Talking Tomorrow’s Technology, Framing Political Choice?
PhD student Judith Kreuter graduates Summa Cum Laude from the Technical University of Darmstadt and provides valuable insights into the challenges of climate governance.
While in recent years, Professor Johan Schot has initiated numerous large scale interdisciplinary projects, involving vast numbers of senior researchers from across the world, he considers mentoring PhD students as equally crucial – and enjoyable. Throughout his career, Schot has guided a total of 20 PhD students, many of whom he remains to cooperate with closely. One of them being Judith Kreuter who concluded her remarkable research efforts under the joint supervision of Professors Markus Lederer (Technical University of Darmstadt) and Johan Schot (Utrecht University Centre for Global Challenges) with an equally impressive defence, resulting in her graduating Summa Cum Laude on Friday, 31 January. The following puts Judith in the well-deserved spotlight and provides a summary of her research:
In his thesis review, Johan Schot states, “in her dissertation, Judith Kreuter asked a pertinent and timely question, namely how climate engineering (CE) is framed in academic discussions and may influence political decision-making. The assumption is that such academic framing may legitimise or delegitimise CE in (international) political decision making. The main rationale for this question is the climate crisis which needs a response from governments and international organisations. CE could be one of the responses, and in fact, development and use of some forms of CE (mostly Carbon Dioxide Removal) is implied in the Intergovernmental Panel on Climate Change (IPCC) scenarios. However, CE has only been discussed by academics, it is not yet developed and tested. This would need political decision-making which is lacking at the moment, but may be necessary soon. Kreuter provided a clear answer to her research question by providing various frames (labelled as security, complexity, economy and appropriateness), and showing convincingly that a diversity of different frames exist, legitimising as well as delegitimising ones. She argued that this diversity should be preserved when a high-level decision-making process is initiated. This would ensure a continuing politicisation and political deliberation.”
According to Professor Johan Schot, “Judith Kreuter proved to be a very competent theoretically well-informed researcher. The thesis is not only relevant for current political debates, it also makes a substantial contribution to social constructivist international relations (IR) theory by applying the STS concept and frame theory. In particular, it offers a possible analysis of the politicisation process.”
Professors Markus Lederer refers to Judith’s dissertation as tackling one of the most controversial issues of global climate politics in discussing whether it is large-scale technical interventions that we should make use of to counteract man-made climate change. “In other words, should we become the ultimate master of planet Earth embracing climate engineering (CE)?”, Professor Lederer asks in his dissertation report and continues, “global greenhouse gases are still increasing and many parts of society are becoming impatient with politics as usual raising their voices through demonstrations or first signs of civil disobedience. It is thus fair to speculate that political players of different sorts will turn to the notion of CE rather sooner than later. Policy-makers will, however, not find a coherent and clear cut answer when turning to academia but rather a plethora of different voices. This is Ms. Kreuter’s starting point and her dissertation sheds light on how ‘the meaning of CE approaches (is) constructed in the academic discussion through frames which legitimise or delegitimise their use to address anthropogenic climate change?’”

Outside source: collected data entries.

// Asset picker: a one-shot selection session over media or documents

use crate::error::Result;
use crate::model::SiteState;
use crate::store::ContentStore;
use crate::util::escape_html;

/// Callback run with the chosen candidate id. Consumed on invocation.
pub type PickCallback = Box<dyn FnOnce(&mut ContentStore, &str) -> Result<()>>;

#[derive(Debug, Clone, Copy, PartialEq, Eq)]
pub enum PickerKind {
    Media,
    Document,
}

impl PickerKind {
    pub fn as_str(&self) -> &'static str {
        match self {
            PickerKind::Media => "media",
            PickerKind::Document => "document",
        }
    }

    pub fn title(&self) -> &'static str {
        match self {
            PickerKind::Media => "Select image",
            PickerKind::Document => "Select document",
        }
    }
}

pub struct PickerSession {
    kind: PickerKind,
    on_pick: PickCallback,
}

impl PickerSession {
    pub fn new(kind: PickerKind, on_pick: PickCallback) -> Self {
        PickerSession { kind, on_pick }
    }

    pub fn kind(&self) -> PickerKind {
        self.kind
    }

    /// Deliver the selection. Taking `self` by value makes a second delivery impossible.
    pub fn invoke(self, store: &mut ContentStore, candidate_id: &str) -> Result<()> {
        log::debug!("Picked {} '{}'", self.kind.as_str(), candidate_id);
        (self.on_pick)(store, candidate_id)
    }
}

/// The usual callback: attach the picked asset to the selected block's draft.
pub fn attach_to_selected(kind: PickerKind) -> PickCallback {
    match kind {
        PickerKind::Media => Box::new(|store, id| store.attach_media(id)),
        PickerKind::Document => Box::new(|store, id| store.attach_document(id)),
    }
}

/// One selectable entry shown in the picker grid.
#[derive(Debug, Clone, PartialEq, Eq)]
pub struct Candidate {
    pub id: String,
    pub label: String,
    pub detail: String,
    pub thumb_url: Option<String>,
}

pub fn candidates(state: &SiteState, kind: PickerKind) -> Vec<Candidate> {
    match kind {
        PickerKind::Media => state
            .media
            .iter()
            .map(|m| Candidate {
                id: m.id.clone(),
                label: m.name.clone(),
                detail: m.created_at.clone(),
                thumb_url: Some(m.url.clone()),
            })
            .collect(),
        PickerKind::Document => state
            .docs
            .iter()
            .map(|d| Candidate {
                id: d.id.clone(),
                label: d.title.clone(),
                detail: format!("{} · {}", d.category, d.date),
                thumb_url: None,
            })
            .collect(),
    }
}

/// Render the picker modal body for the given kind.
pub fn render_picker(state: &SiteState, kind: PickerKind) -> String {
    let items = candidates(state, kind);
    let mut html = format!(
        "<div class=\"picker\" data-kind=\"{}\"><h3>{}</h3>",
        kind.as_str(),
        kind.title()
    );

    if items.is_empty() {
        html.push_str("<p class=\"picker-empty\">Nothing to pick yet.</p></div>");
        return html;
    }

    html.push_str("<div class=\"picker-grid\">");
    for item in &items {
        html.push_str(&format!(
            "<button class=\"picker-item\" data-id=\"{}\">",
            escape_html(&item.id)
        ));
        if let Some(url) = &item.thumb_url {
            html.push_str(&format!(
                "<img src=\"{}\" alt=\"{}\">",
                escape_html(url),
                escape_html(&item.label)
            ));
        }
        html.push_str(&format!(
            "<strong>{}</strong><small>{}</small></button>",
            escape_html(&item.label),
            escape_html(&item.detail)
        ));
    }
    html.push_str("</div></div>");
    html
}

Summarising his collaboration with Judith, Professor Lederer states, “Judith has been an outstanding PhD student working on a very timely issue, writing a superb dissertation and defending it in the best manner possible. Her dissertation will certainly influence the discussion on climate engineering and can serve as a valuable example for how good social science research can contribute to important interdisciplinary debates.“
“My thesis indicates that the framing of CE in the academic discussion is not uniform, but composed of a diversity of frames,” says Judith Kreuter. “Accordingly, I understand this discussion as an instance of politicization: It contributes to opening the issue up for deliberation and human decision-making.”
About Judith Kreuter:
Judith Kreuter is Research and Teaching Fellow at the Political Science Institute at the Technical University of Darmstadt, Germany. After concluding her B.A. in Political Science and Philosophy at the University of Heidelberg and her M.A. in International Studies/ Peace and Conflict Research at the Universities of Frankfurt/ Main and Darmstadt, she became an associated PhD student at the German Research Foundation Priority Program “Climate Engineering”. Judith’s research focuses on technology governance, with specific stress on geoengineering governance, as well as on the role of experts for governance and transition. Aside from geoengineering, she is interested in the cases of nuclear technology, nanotechnology and digitalization, among others.
She teaches academic courses on BA and MA level on climate, environmental and technology governance at the Technical University of Darmstadt. Previously, Judith worked at the Political Science Institute at the University of Münster. Her research has led her to France, the USA, the UK and Canada.